Illiterate Landscape questions the tradition of landscape painting in China on issues of space, perspective and light.

Illiterate Landscape revisits the materiality of Chinese landscape painting in terms of pigments, support and brushwork. Pigments are directly sought for in the mountains of Southwest (reds, purples, indigo) and Northeast China (greens and ocre), while some colours unknown to Chinese painting are introduced (walnut stain).

Silk is preferred to paper for its resilience and transparency, which allow superimpositions and a more lavish use of thick-grained earths or minerals and glues. Brushstrokes are willingly broken, avoiding the disciplined effects of calligraphic lines. 

Illiterate Landscape also strips Chinese landscape painting of a number of its constitutive elements. Calligraphy and seal impressions are banned from the painted surface, so that landscapes stand alone, divorced from the traditional toolkit of literati art. The usual elements determining scale and readability present in traditional landscape painting, such as architectural elements, tree or human figure, are omitted. Thereby, the landscape avoid being attributed a scale and the eye is left with no guide to roam the peaks and ravines. 

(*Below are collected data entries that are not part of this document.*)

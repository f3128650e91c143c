//! Serde helpers for the DeDust wire format.
//!
//! The API encodes 128-bit integers and some floats as JSON strings; older
//! responses carry plain numbers. These helpers accept both shapes and
//! serialize back to the string form the API uses today.

use serde::de::{self, Unexpected, Visitor};
use serde::{Deserialize, Deserializer, Serializer};
use std::fmt;

struct U128Visitor;

impl Visitor<'_> for U128Visitor {
    type Value = u128;

    fn expecting(&self, formatter: &mut fmt::Formatter) -> fmt::Result {
        formatter.write_str("a 128-bit unsigned integer or its string form")
    }

    fn visit_u64<E: de::Error>(self, value: u64) -> Result<u128, E> {
        Ok(u128::from(value))
    }

    fn visit_u128<E: de::Error>(self, value: u128) -> Result<u128, E> {
        Ok(value)
    }

    fn visit_str<E: de::Error>(self, value: &str) -> Result<u128, E> {
        value
            .parse()
            .map_err(|_| de::Error::invalid_value(Unexpected::Str(value), &self))
    }
}

struct F64Visitor;

impl Visitor<'_> for F64Visitor {
    type Value = f64;

    fn expecting(&self, formatter: &mut fmt::Formatter) -> fmt::Result {
        formatter.write_str("a float or its string form")
    }

    fn visit_f64<E: de::Error>(self, value: f64) -> Result<f64, E> {
        Ok(value)
    }

    fn visit_u64<E: de::Error>(self, value: u64) -> Result<f64, E> {
        Ok(value as f64)
    }

    fn visit_i64<E: de::Error>(self, value: i64) -> Result<f64, E> {
        Ok(value as f64)
    }

    fn visit_str<E: de::Error>(self, value: &str) -> Result<f64, E> {
        value
            .parse()
            .map_err(|_| de::Error::invalid_value(Unexpected::Str(value), &self))
    }
}

struct WireU128(u128);

impl<'de> Deserialize<'de> for WireU128 {
    fn deserialize<D: Deserializer<'de>>(deserializer: D) -> Result<Self, D::Error> {
        deserializer.deserialize_any(U128Visitor).map(WireU128)
    }
}

fn into_pair<E: de::Error>(values: Vec<WireU128>) -> Result<[u128; 2], E> {
    match values.as_slice() {
        [left, right] => Ok([left.0, right.0]),
        other => Err(de::Error::invalid_length(
            other.len(),
            &"exactly two values",
        )),
    }
}

/// A single `u128` encoded as a decimal string.
pub mod u128_string {
    use super::*;

    pub fn serialize<S: Serializer>(value: &u128, serializer: S) -> Result<S::Ok, S::Error> {
        serializer.collect_str(value)
    }

    pub fn deserialize<'de, D: Deserializer<'de>>(deserializer: D) -> Result<u128, D::Error> {
        deserializer.deserialize_any(U128Visitor)
    }
}

/// A two-element array of string-encoded `u128`s (reserves).
pub mod u128_pair {
    use super::*;

    pub fn serialize<S: Serializer>(value: &[u128; 2], serializer: S) -> Result<S::Ok, S::Error> {
        serializer.collect_seq(value.iter().map(u128::to_string))
    }

    pub fn deserialize<'de, D: Deserializer<'de>>(
        deserializer: D,
    ) -> Result<[u128; 2], D::Error> {
        into_pair(Vec::deserialize(deserializer)?)
    }
}

/// Optional two-element array of string-encoded `u128`s (stats).
pub mod u128_pair_opt {
    use super::*;

    pub fn serialize<S: Serializer>(
        value: &Option<[u128; 2]>,
        serializer: S,
    ) -> Result<S::Ok, S::Error> {
        match value {
            Some(pair) => serializer.collect_seq(pair.iter().map(u128::to_string)),
            None => serializer.serialize_none(),
        }
    }

    pub fn deserialize<'de, D: Deserializer<'de>>(
        deserializer: D,
    ) -> Result<Option<[u128; 2]>, D::Error> {
        Option::<Vec<WireU128>>::deserialize(deserializer)?
            .map(into_pair)
            .transpose()
    }
}

/// An `f64` that may arrive as a number or a string.
pub mod f64_flexible {
    use super::*;

    pub fn serialize<S: Serializer>(value: &f64, serializer: S) -> Result<S::Ok, S::Error> {
        serializer.serialize_f64(*value)
    }

    pub fn deserialize<'de, D: Deserializer<'de>>(deserializer: D) -> Result<f64, D::Error> {
        deserializer.deserialize_any(F64Visitor)
    }
}

/// Optional `f64` that may arrive as a number, a string, or null.
pub mod f64_flexible_opt {
    use super::*;

    struct WireF64(f64);

    impl<'de> Deserialize<'de> for WireF64 {
        fn deserialize<D: Deserializer<'de>>(deserializer: D) -> Result<Self, D::Error> {
            deserializer.deserialize_any(F64Visitor).map(WireF64)
        }
    }

    pub fn serialize<S: Serializer>(
        value: &Option<f64>,
        serializer: S,
    ) -> Result<S::Ok, S::Error> {
        match value {
            Some(v) => serializer.serialize_f64(*v),
            None => serializer.serialize_none(),
        }
    }

    pub fn deserialize<'de, D: Deserializer<'de>>(
        deserializer: D,
    ) -> Result<Option<f64>, D::Error> {
        Ok(Option::<WireF64>::deserialize(deserializer)?.map(|w| w.0))
    }
}
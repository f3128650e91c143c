//! DeDust REST API access.
//!
//! [`DedustClient`] talks to the production API; the monitor consumes it
//! through the [`PoolDataSource`] trait so tests can script responses.

pub mod client;
mod endpoints;
pub mod error;
pub mod source;

pub use client::DedustClient;
pub use error::FetchError;
pub use source::PoolDataSource;
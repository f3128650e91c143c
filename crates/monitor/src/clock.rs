use async_trait::async_trait;
use std::time::Duration;

/// Source of cooperative delays.
///
/// The monitor never sleeps directly; routing every wait through this
/// trait lets tests fast-forward the loop deterministically.
#[async_trait]
pub trait Clock: Send + Sync {
    /// Suspends the current task for `duration`.
    async fn sleep(&self, duration: Duration);
}

/// Clock backed by the tokio timer.
#[derive(Debug, Clone, Copy, Default)]
pub struct SystemClock;

#[async_trait]
impl Clock for SystemClock {
    async fn sleep(&self, duration: Duration) {
        tokio::time::sleep(duration).await;
    }
}
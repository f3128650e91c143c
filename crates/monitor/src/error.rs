use thiserror::Error;
use tontracker_data::FetchError;

/// Failures the monitoring loop absorbs and retries.
///
/// Nothing here is fatal: the loop logs, backs off, and polls again.
#[derive(Debug, Error)]
pub enum MonitorError {
    #[error(transparent)]
    Fetch(#[from] FetchError),
    /// The expected pool was missing from a fetched pool set. Treated as
    /// transient source-side inconsistency, not a permanent condition.
    #[error("pool {0} not found in fetched pool set")]
    PoolNotFound(String),
    /// The pool has no trade history to seed the cursor from yet.
    #[error("pool {0} returned no trades")]
    NoTrades(String),
}
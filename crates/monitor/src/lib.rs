//! Trade-monitoring loop for DeDust pools.
//!
//! One long-lived task polls a pool for trades past a logical-time cursor,
//! waits for the post-trade quote to settle, and hands each new batch to a
//! notification sink.

pub mod clock;
pub mod config;
pub mod error;
pub mod monitor;
pub mod sink;

pub use clock::{Clock, SystemClock};
pub use config::MonitorConfig;
pub use error::MonitorError;
pub use monitor::{MonitorHandle, TradeMonitor};
pub use sink::{NotificationSink, TradeUpdate};
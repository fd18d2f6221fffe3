//! gst-stats - Statistics for Global Stocktake distribution plots
//!
//! This crate provides the numeric pieces behind the country histograms:
//!
//! - **Percentiles**: linear-interpolation percentiles and quartiles
//! - **Binning**: Tukey's-fences outlier filtering and bin edges that are
//!   symmetric about zero when a sample spans both signs
//! - **Summary**: headline statistics with an explicit filtering policy
//!
//! Everything here is a pure function of its inputs.

pub mod binning;
pub mod percentile;
pub mod summary;

pub use binning::*;
pub use percentile::*;
pub use summary::*;
//! Facet-grid plans: one small line plot per country

use gst_io::YearTable;
use serde::{Deserialize, Serialize};

use crate::config::{FigureStyle, NameTables};
use crate::export::{ExportFormat, PlotPlan};

/// Panels per row
pub const COL_WRAP: usize = 4;

/// Maximum relative spread of per-country ranges for a shared y-axis
const SHARE_Y_THRESHOLD: f64 = 8.0;

/// Whether all panels can share one y-axis
///
/// Compares the smallest and largest per-country range (max - min over
/// the years). Tables with no finite ranges, or a zero smallest range, do
/// not share.
pub fn share_y_axis(table: &YearTable) -> bool {
    let ranges: Vec<f64> = table
        .rows()
        .filter_map(|(_, row)| {
            let finite = row.iter().copied().filter(|v| v.is_finite());
            let (lo, hi) = finite.fold((f64::INFINITY, f64::NEG_INFINITY), |(lo, hi), v| {
                (lo.min(v), hi.max(v))
            });
            (lo <= hi).then_some(hi - lo)
        })
        .collect();

    let smallest = ranges.iter().copied().fold(f64::INFINITY, f64::min);
    let largest = ranges.iter().copied().fold(f64::NEG_INFINITY, f64::max);
    let check = (largest - smallest) / smallest;
    check.is_finite() && check.abs() < SHARE_Y_THRESHOLD
}

/// One point in long format
#[derive(Debug, Clone, PartialEq, Serialize, Deserialize)]
pub struct FacetRecord {
    pub country: String,
    pub year: i32,
    pub value: f64,
}

#[derive(Debug, Clone, PartialEq, Serialize, Deserialize)]
pub struct FacetGridPlan {
    pub title: String,
    /// Name of the plotted quantity, e.g. `"emissions"`
    pub value_name: String,
    pub share_y: bool,
    pub col_wrap: usize,
    /// Panel titles, in table order
    pub panels: Vec<String>,
    pub records: Vec<FacetRecord>,
    pub style: FigureStyle,
    pub file_name: String,
}

impl FacetGridPlan {
    pub fn build(
        table: &YearTable,
        value_name: &str,
        title: &str,
        plot_name: &str,
        names: &NameTables,
        format: ExportFormat,
    ) -> Self {
        let share_y = share_y_axis(table);
        tracing::debug!("facet grid for {} countries, share_y = {}", table.num_countries(), share_y);

        let mut panels = Vec::with_capacity(table.num_countries());
        let mut records = Vec::with_capacity(table.num_countries() * table.num_years());
        for (code, row) in table.rows() {
            let country = names.country_name(code).to_string();
            records.extend(table.years().iter().zip(row).map(|(&year, &value)| FacetRecord {
                country: country.clone(),
                year,
                value,
            }));
            panels.push(country);
        }

        Self {
            title: title.to_string(),
            value_name: value_name.to_string(),
            share_y,
            col_wrap: COL_WRAP,
            panels,
            records,
            style: FigureStyle::default(),
            file_name: format!("facetgrid-{}-{}.{}", plot_name, value_name, format.extension()),
        }
    }

    pub fn with_style(mut self, style: FigureStyle) -> Self {
        self.style = style;
        self
    }
}

impl PlotPlan for FacetGridPlan {
    fn file_name(&self) -> &str {
        &self.file_name
    }
}

#[cfg(test)]
mod tests {
    use super::*;

    fn table(rows: Vec<Vec<f64>>) -> YearTable {
        let countries = (0..rows.len()).map(|i| format!("C{}", i)).collect();
        YearTable::new(countries, vec![2000, 2001, 2002], rows).unwrap()
    }

    #[test]
    fn test_share_y_similar_ranges() {
        let t = table(vec![vec![0.0, 5.0, 10.0], vec![100.0, 120.0, 110.0]]);
        // ranges 10 and 20
        assert!(share_y_axis(&t));
    }

    #[test]
    fn test_share_y_spread_ranges() {
        let t = table(vec![vec![0.0, 1.0, 1.0], vec![0.0, 50.0, 10.0]]);
        // ranges 1 and 50
        assert!(!share_y_axis(&t));
    }

    #[test]
    fn test_share_y_flat_country() {
        let t = table(vec![vec![3.0, 3.0, 3.0], vec![0.0, 5.0, 10.0]]);
        assert!(!share_y_axis(&t));
    }

    #[test]
    fn test_build_long_format() {
        let t = table(vec![vec![1.0, 2.0, 3.0], vec![4.0, f64::NAN, 6.0]]);
        let plan = FacetGridPlan::build(
            &t,
            "emissions",
            "Emissions since 2000",
            "GHG",
            &NameTables::default(),
            ExportFormat::Pdf,
        );

        assert_eq!(plan.panels, vec!["C0", "C1"]);
        assert_eq!(plan.records.len(), 6);
        assert_eq!(
            plan.records[3],
            FacetRecord {
                country: "C1".to_string(),
                year: 2000,
                value: 4.0
            }
        );
        assert_eq!(plan.col_wrap, 4);
        assert_eq!(plan.file_name, "facetgrid-GHG-emissions.pdf");
    }
}
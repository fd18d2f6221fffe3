//! Derived indicators over country x year tables
//!
//! - Annual percentage change and its rolling average (trend)
//! - Absolute and percentage difference relative to a baseline year
//! - Year in which each country's value peaked
//! - Ratios of two datasets, e.g. emissions per capita

use gst_io::{country_lookup, ensure_common_countries, ensure_common_years, YearSeries, YearTable};
use serde::{Deserialize, Serialize};

use crate::error::{GstError, GstResult};

/// Unit label of percentage tables
pub const PERCENT: &str = "%";

/// Annual percentage change and its rolling average
#[derive(Debug, Clone, PartialEq, Serialize, Deserialize)]
pub struct TrendTables {
    pub percent_change: YearTable,
    pub rolling_average: YearTable,
    /// Number of years averaged
    pub window: usize,
}

/// Difference of every year from a baseline year
#[derive(Debug, Clone, PartialEq, Serialize, Deserialize)]
pub struct DiffTables {
    pub baseline_year: i32,
    /// Same unit as the input
    pub absolute: YearTable,
    /// Percent of the baseline value
    pub percent: YearTable,
}

/// Annual percentage change, `100 * (x[t] - x[t-1]) / x[t-1]`
///
/// Missing years are first filled with the last known value, so a gap
/// reads as no change and the year after it is compared with the last
/// value before it. The first year, and years before the first known
/// value, are `NaN`.
pub fn percentage_change(table: &YearTable) -> YearTable {
    let mut changed = table.map_rows(|row| {
        let filled = forward_fill(row);
        let mut out = vec![f64::NAN; row.len()];
        for t in 1..filled.len() {
            out[t] = 100.0 * (filled[t] - filled[t - 1]) / filled[t - 1];
        }
        out
    });
    changed.unit = Some(PERCENT.to_string());
    changed
}

/// Replace missing values with the last finite value before them
fn forward_fill(row: &[f64]) -> Vec<f64> {
    let mut last = f64::NAN;
    row.iter()
        .map(|&v| {
            if v.is_finite() {
                last = v;
            }
            last
        })
        .collect()
}

/// Trailing mean over `window` years
///
/// Years before the window is full, or whose window contains a missing
/// value, are `NaN`.
pub fn rolling_mean(table: &YearTable, window: usize) -> GstResult<YearTable> {
    if window == 0 {
        return Err(GstError::InvalidConfig(
            "rolling window must be at least 1 year".to_string(),
        ));
    }

    Ok(table.map_rows(|row| {
        (0..row.len())
            .map(|t| {
                if t + 1 < window {
                    return f64::NAN;
                }
                let span = &row[t + 1 - window..=t];
                span.iter().sum::<f64>() / window as f64
            })
            .collect()
    }))
}

/// Annual percentage change and its average over `window` years
pub fn calculate_trends(table: &YearTable, window: usize) -> GstResult<TrendTables> {
    tracing::info!("Averaging trend over {} years.", window);

    let percent_change = percentage_change(table);
    let rolling_average = rolling_mean(&percent_change, window)?;
    Ok(TrendTables {
        percent_change,
        rolling_average,
        window,
    })
}

/// Absolute and percentage difference of all years relative to `year`
pub fn diff_since_year(table: &YearTable, year: i32) -> GstResult<DiffTables> {
    tracing::info!("Calculating difference compared to {}", year);

    let base = table.column(year).ok_or_else(|| {
        tracing::warn!(
            "The year selected for relative calculations ({}) is not available",
            year
        );
        GstError::YearNotFound(year)
    })?;

    let mut base_iter = base.iter();
    let absolute = table.map_rows(|row| {
        let b = base_iter.next().copied().unwrap_or(f64::NAN);
        row.iter().map(|v| v - b).collect()
    });

    let mut base_iter = base.iter();
    let mut percent = absolute.map_rows(|row| {
        let b = base_iter.next().copied().unwrap_or(f64::NAN);
        row.iter().map(|d| 100.0 * d / b).collect()
    });
    percent.unit = Some(PERCENT.to_string());

    Ok(DiffTables {
        baseline_year: year,
        absolute,
        percent,
    })
}

/// Year of each country's maximum value from `since` onwards
///
/// Ties resolve to the earliest year; countries without data are `NaN`.
pub fn peaking_years(table: &YearTable, since: i32) -> YearSeries {
    let years = table.years();
    let mut countries = Vec::with_capacity(table.num_countries());
    let mut values = Vec::with_capacity(table.num_countries());

    for (country, row) in table.rows() {
        let peak = years
            .iter()
            .zip(row)
            .filter(|&(&y, v)| y >= since && v.is_finite())
            .fold(None, |best: Option<(i32, f64)>, (&y, &v)| match best {
                Some((_, bv)) if bv >= v => best,
                _ => Some((y, v)),
            });

        countries.push(country.to_string());
        values.push(peak.map_or(f64::NAN, |(y, _)| f64::from(y)));
    }

    YearSeries {
        label: format!("since {}", since),
        unit: Some("year".to_string()),
        countries,
        values,
    }
}

/// `numerator / denominator` over the countries and years both tables share
///
/// Rows are matched by country code, so the two tables may list countries
/// in different orders. The unit becomes `"<numerator>/<denominator>"`.
pub fn intensity(numerator: &YearTable, denominator: &YearTable) -> GstResult<YearTable> {
    let (num, den) = ensure_common_years(numerator, denominator);
    let (num, den) = ensure_common_countries(&num, &den);
    if num.num_countries() == 0 || num.num_years() == 0 {
        return Err(GstError::NoCommonData(format!(
            "{} and {}",
            numerator.variable.as_deref().unwrap_or("numerator"),
            denominator.variable.as_deref().unwrap_or("denominator")
        )));
    }

    let lookup = country_lookup(&den);
    let den_rows: Vec<&[f64]> = den.rows().map(|(_, row)| row).collect();
    let mut countries = num.countries().iter();
    let mut ratio = num.map_rows(|row| {
        let divisor = countries
            .next()
            .and_then(|c| lookup.get(c.as_str()))
            .map(|&i| den_rows[i]);
        match divisor {
            Some(d) => row.iter().zip(d).map(|(n, d)| n / d).collect(),
            None => vec![f64::NAN; row.len()],
        }
    });

    ratio.unit = Some(format!(
        "{}/{}",
        num.unit.as_deref().unwrap_or_default(),
        den.unit.as_deref().unwrap_or_default()
    ));
    Ok(ratio)
}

Illiterate Landscape focus on issues of spatial articulation, composite perspective and the idea of a visual itinerary. Chinese landscapes are made out of loosely related scenes often referred to as ‘space cells’, with clouds, mist, vegetation or water serving as transitions. While the wider structure of the landscape can suggests general movements of ascension or horizontal travelling, the viewer’s eye is left relatively free as to how to articulate its itinerary from one space cell to another.

Zonal textures, smooth transitions and principles of classic compositions encountered in Chinese landscape painting are present in a fragmentary, recombined state, inviting the viewer to wander along discontinuous lines.